[DATA FOR THIS EXERCISE — start]

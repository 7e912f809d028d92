use std::env;
use std::fmt;
use std::str::FromStr;
use std::time::Duration;

use serde::{Deserialize, Serialize};
use thiserror::Error;

#[derive(Debug, Error, PartialEq)]
pub enum ConfigError {
    #[error("{key}={value:?} could not be parsed: {reason}")]
    Parse {
        key: &'static str,
        value: String,
        reason: String,
    },
    #[error("invalid configuration: {0}")]
    Constraint(String),
}

/// Upper bound on candles per kline request.
pub const MAX_CANDLES: usize = 1000;

#[derive(Debug, Clone, Copy, PartialEq, Eq, Default, Serialize, Deserialize)]
#[serde(rename_all = "lowercase")]
pub enum RsiSmoothing {
    /// Bias-adjusted exponential weighting (alpha = 1/period) over every delta.
    #[default]
    Rma,
    Wilder,
    Exponential,
}

impl FromStr for RsiSmoothing {
    type Err = String;

    fn from_str(s: &str) -> Result<Self, Self::Err> {
        match s.trim().to_ascii_lowercase().as_str() {
            "rma" | "ewm" => Ok(Self::Rma),
            "wilder" => Ok(Self::Wilder),
            "exponential" | "ema" => Ok(Self::Exponential),
            other => Err(format!("unknown RSI smoothing '{}'", other)),
        }
    }
}

impl fmt::Display for RsiSmoothing {
    fn fmt(&self, f: &mut fmt::Formatter<'_>) -> fmt::Result {
        match self {
            Self::Rma => write!(f, "rma"),
            Self::Wilder => write!(f, "wilder"),
            Self::Exponential => write!(f, "exponential"),
        }
    }
}

#[derive(Debug, Clone, PartialEq, Serialize, Deserialize)]
pub struct ScanConfig {
    /// Minimum absolute move between the last two candles, in percent.
    pub percentage_threshold: f64,
    pub min_volume_usdt: f64,
    pub check_interval_seconds: u64,
    pub risk_reward_ratio: f64,
    pub stop_loss_percent: f64,
    /// Advisory only, copied onto every alert.
    pub max_holding_time_seconds: u64,
    pub rsi_period: usize,
    pub rsi_oversold: f64,
    pub rsi_overbought: f64,
    pub rsi_smoothing: RsiSmoothing,
    pub quote_asset: String,
    /// Symbols evaluated at once. 1 keeps the sweep strictly sequential.
    pub scan_concurrency: usize,
    /// Reload the symbol universe every N cycles. 0 keeps the startup universe.
    pub symbol_refresh_cycles: u64,
}

impl Default for ScanConfig {
    fn default() -> Self {
        Self {
            percentage_threshold: 2.0,
            min_volume_usdt: 100_000.0,
            check_interval_seconds: 60,
            risk_reward_ratio: 1.5,
            stop_loss_percent: 0.5,
            max_holding_time_seconds: 300,
            rsi_period: 14,
            rsi_oversold: 30.0,
            rsi_overbought: 70.0,
            rsi_smoothing: RsiSmoothing::Rma,
            quote_asset: "USDT".to_string(),
            scan_concurrency: 1,
            symbol_refresh_cycles: 0,
        }
    }
}

impl ScanConfig {
    /// Reads the configuration from process environment variables.
    pub fn from_env() -> Result<Self, ConfigError> {
        Self::from_lookup(|key| env::var(key).ok())
    }

    pub fn from_lookup<F>(lookup: F) -> Result<Self, ConfigError>
    where
        F: Fn(&str) -> Option<String>,
    {
        let defaults = Self::default();

        let config = Self {
            percentage_threshold: read(&lookup, "PERCENTAGE_THRESHOLD", defaults.percentage_threshold)?,
            min_volume_usdt: read(&lookup, "MIN_VOLUME_USDT", defaults.min_volume_usdt)?,
            check_interval_seconds: read(
                &lookup,
                "CHECK_INTERVAL_SECONDS",
                defaults.check_interval_seconds,
            )?,
            risk_reward_ratio: read(&lookup, "RISK_REWARD_RATIO", defaults.risk_reward_ratio)?,
            stop_loss_percent: read(&lookup, "STOP_LOSS_PERCENT", defaults.stop_loss_percent)?,
            max_holding_time_seconds: read(
                &lookup,
                "MAX_HOLDING_TIME_SECONDS",
                defaults.max_holding_time_seconds,
            )?,
            rsi_period: read(&lookup, "RSI_PERIOD", defaults.rsi_period)?,
            rsi_oversold: read(&lookup, "RSI_OVERSOLD", defaults.rsi_oversold)?,
            rsi_overbought: read(&lookup, "RSI_OVERBOUGHT", defaults.rsi_overbought)?,
            rsi_smoothing: read(&lookup, "RSI_SMOOTHING", defaults.rsi_smoothing)?,
            quote_asset: lookup("QUOTE_ASSET")
                .map(|v| v.trim().to_uppercase())
                .unwrap_or(defaults.quote_asset),
            scan_concurrency: read(&lookup, "SCAN_CONCURRENCY", defaults.scan_concurrency)?,
            symbol_refresh_cycles: read(
                &lookup,
                "SYMBOL_REFRESH_CYCLES",
                defaults.symbol_refresh_cycles,
            )?,
        };

        config.validate()?;
        Ok(config)
    }

    pub fn validate(&self) -> Result<(), ConfigError> {
        let fail = |msg: &str| Err(ConfigError::Constraint(msg.to_string()));

        if !(self.percentage_threshold > 0.0) {
            return fail("percentage_threshold must be > 0");
        }
        if !(self.min_volume_usdt >= 0.0) {
            return fail("min_volume_usdt must be >= 0");
        }
        if self.check_interval_seconds == 0 {
            return fail("check_interval_seconds must be > 0");
        }
        if !(self.risk_reward_ratio > 0.0) {
            return fail("risk_reward_ratio must be > 0");
        }
        if !(self.stop_loss_percent > 0.0 && self.stop_loss_percent < 100.0) {
            return fail("stop_loss_percent must be in (0, 100)");
        }
        if self.rsi_period == 0 {
            return fail("rsi_period must be >= 1");
        }
        if self.candles_required() > MAX_CANDLES {
            return fail("rsi_period must be below 1000");
        }
        if !(0.0..=100.0).contains(&self.rsi_oversold)
            || !(0.0..=100.0).contains(&self.rsi_overbought)
        {
            return fail("RSI bounds must lie within [0, 100]");
        }
        if self.rsi_oversold >= self.rsi_overbought {
            return fail("rsi_oversold must be below rsi_overbought");
        }
        if self.quote_asset.is_empty() {
            return fail("quote_asset must not be empty");
        }
        if self.scan_concurrency == 0 {
            return fail("scan_concurrency must be >= 1");
        }
        Ok(())
    }

    pub fn candles_required(&self) -> usize {
        self.rsi_period + 1
    }

    pub fn check_interval(&self) -> Duration {
        Duration::from_secs(self.check_interval_seconds)
    }

    pub fn max_holding_time(&self) -> Duration {
        Duration::from_secs(self.max_holding_time_seconds)
    }
}

fn read<F, T>(lookup: &F, key: &'static str, default: T) -> Result<T, ConfigError>
where
    F: Fn(&str) -> Option<String>,
    T: FromStr,
    T::Err: fmt::Display,
{
    match lookup(key) {
        None => Ok(default),
        Some(raw) if raw.trim().is_empty() => Ok(default),
        Some(raw) => raw.trim().parse::<T>().map_err(|e| ConfigError::Parse {
            key,
            value: raw.clone(),
            reason: e.to_string(),
        }),
    }
}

[DATA FOR THIS EXERCISE — finish]

Repeat the entries above exactly, leaving nothing out.

repository 7e912f809d028d92
use std::env;
use std::fmt;
use std::str::FromStr;
use std::time::Duration;

use serde::{Deserialize, Serialize};
use thiserror::Error;

#[derive(Debug, Error, PartialEq)]
pub enum ConfigError {
    #[error("{key}={value:?} could not be parsed: {reason}")]
    Parse {
        key: &'static str,
        value: String,
        reason: String,
    },
    #[error("invalid configuration: {0}")]
    Constraint(String),
}

/// Upper bound on candles per kline request.
pub const MAX_CANDLES: usize = 1000;

#[derive(Debug, Clone, Copy, PartialEq, Eq, Default, Serialize, Deserialize)]
#[serde(rename_all = "lowercase")]
pub enum RsiSmoothing {
    /// Bias-adjusted exponential weighting (alpha = 1/period) over every delta.
    #[default]
    Rma,
    Wilder,
    Exponential,
}

impl FromStr for RsiSmoothing {
    type Err = String;

    fn from_str(s: &str) -> Result<Self, Self::Err> {
        match s.trim().to_ascii_lowercase().as_str() {
            "rma" | "ewm" => Ok(Self::Rma),
            "wilder" => Ok(Self::Wilder),
            "exponential" | "ema" => Ok(Self::Exponential),
            other => Err(format!("unknown RSI smoothing '{}'", other)),
        }
    }
}

impl fmt::Display for RsiSmoothing {
    fn fmt(&self, f: &mut fmt::Formatter<'_>) -> fmt::Result {
        match self {
            Self::Rma => write!(f, "rma"),
            Self::Wilder => write!(f, "wilder"),
            Self::Exponential => write!(f, "exponential"),
        }
    }
}

#[derive(Debug, Clone, PartialEq, Serialize, Deserialize)]
pub struct ScanConfig {
    /// Minimum absolute move between the last two candles, in percent.
    pub percentage_threshold: f64,
    pub min_volume_usdt: f64,
    pub check_interval_seconds: u64,
    pub risk_reward_ratio: f64,
    pub stop_loss_percent: f64,
    /// Advisory only, copied onto every alert.
    pub max_holding_time_seconds: u64,
    pub rsi_period: usize,
    pub rsi_oversold: f64,
    pub rsi_overbought: f64,
    pub rsi_smoothing: RsiSmoothing,
    pub quote_asset: String,
    /// Symbols evaluated at once. 1 keeps the sweep strictly sequential.
    pub scan_concurrency: usize,
    /// Reload the symbol universe every N cycles. 0 keeps the startup universe.
    pub symbol_refresh_cycles: u64,
}

impl Default for ScanConfig {
    fn default() -> Self {
        Self {
            percentage_threshold: 2.0,
            min_volume_usdt: 100_000.0,
            check_interval_seconds: 60,
            risk_reward_ratio: 1.5,
            stop_loss_percent: 0.5,
            max_holding_time_seconds: 300,
            rsi_period: 14,
            rsi_oversold: 30.0,
            rsi_overbought: 70.0,
            rsi_smoothing: RsiSmoothing::Rma,
            quote_asset: "USDT".to_string(),
            scan_concurrency: 1,
            symbol_refresh_cycles: 0,
        }
    }
}

impl ScanConfig {
    /// Reads the configuration from process environment variables.
    pub fn from_env() -> Result<Self, ConfigError> {
        Self::from_lookup(|key| env::var(key).ok())
    }

    pub fn from_lookup<F>(lookup: F) -> Result<Self, ConfigError>
    where
        F: Fn(&str) -> Option<String>,
    {
        let defaults = Self::default();

        let config = Self {
            percentage_threshold: read(&lookup, "PERCENTAGE_THRESHOLD", defaults.percentage_threshold)?,
            min_volume_usdt: read(&lookup, "MIN_VOLUME_USDT", defaults.min_volume_usdt)?,
            check_interval_seconds: read(
                &lookup,
                "CHECK_INTERVAL_SECONDS",
                defaults.check_interval_seconds,
            )?,
            risk_reward_ratio: read(&lookup, "RISK_REWARD_RATIO", defaults.risk_reward_ratio)?,
            stop_loss_percent: read(&lookup, "STOP_LOSS_PERCENT", defaults.stop_loss_percent)?,
            max_holding_time_seconds: read(
                &lookup,
                "MAX_HOLDING_TIME_SECONDS",
                defaults.max_holding_time_seconds,
            )?,
            rsi_period: read(&lookup, "RSI_PERIOD", defaults.rsi_period)?,
            rsi_oversold: read(&lookup, "RSI_OVERSOLD", defaults.rsi_oversold)?,
            rsi_overbought: read(&lookup, "RSI_OVERBOUGHT", defaults.rsi_overbought)?,
            rsi_smoothing: read(&lookup, "RSI_SMOOTHING", defaults.rsi_smoothing)?,
            quote_asset: lookup("QUOTE_ASSET")
                .map(|v| v.trim().to_uppercase())
                .unwrap_or(defaults.quote_asset),
            scan_concurrency: read(&lookup, "SCAN_CONCURRENCY", defaults.scan_concurrency)?,
            symbol_refresh_cycles: read(
                &lookup,
                "SYMBOL_REFRESH_CYCLES",
                defaults.symbol_refresh_cycles,
            )?,
        };

        config.validate()?;
        Ok(config)
    }

    pub fn validate(&self) -> Result<(), ConfigError> {
        let fail = |msg: &str| Err(ConfigError::Constraint(msg.to_string()));

        if !(self.percentage_threshold > 0.0) {
            return fail("percentage_threshold must be > 0");
        }
        if !(self.min_volume_usdt >= 0.0) {
            return fail("min_volume_usdt must be >= 0");
        }
        if self.check_interval_seconds == 0 {
            return fail("check_interval_seconds must be > 0");
        }
        if !(self.risk_reward_ratio > 0.0) {
            return fail("risk_reward_ratio must be > 0");
        }
        if !(self.stop_loss_percent > 0.0 && self.stop_loss_percent < 100.0) {
            return fail("stop_loss_percent must be in (0, 100)");
        }
        if self.rsi_period == 0 {
            return fail("rsi_period must be >= 1");
        }
        if self.candles_required() > MAX_CANDLES {
            return fail("rsi_period must be below 1000");
        }
        if !(0.0..=100.0).contains(&self.rsi_oversold)
            || !(0.0..=100.0).contains(&self.rsi_overbought)
        {
            return fail("RSI bounds must lie within [0, 100]");
        }
        if self.rsi_oversold >= self.rsi_overbought {
            return fail("rsi_oversold must be below rsi_overbought");
        }
        if self.quote_asset.is_empty() {
            return fail("quote_asset must not be empty");
        }
        if self.scan_concurrency == 0 {
            return fail("scan_concurrency must be >= 1");
        }
        Ok(())
    }

    pub fn candles_required(&self) -> usize {
        self.rsi_period + 1
    }

    pub fn check_interval(&self) -> Duration {
        Duration::from_secs(self.check_interval_seconds)
    }

    pub fn max_holding_time(&self) -> Duration {
        Duration::from_secs(self.max_holding_time_seconds)
    }
}

fn read<F, T>(lookup: &F, key: &'static str, default: T) -> Result<T, ConfigError>
where
    F: Fn(&str) -> Option<String>,
    T: FromStr,
    T::Err: fmt::Display,
{
    match lookup(key) {
        None => Ok(default),
        Some(raw) if raw.trim().is_empty() => Ok(default),
        Some(raw) => raw.trim().parse::<T>().map_err(|e| ConfigError::Parse {
            key,
            value: raw.clone(),
            reason: e.to_string(),
        }),
    }
}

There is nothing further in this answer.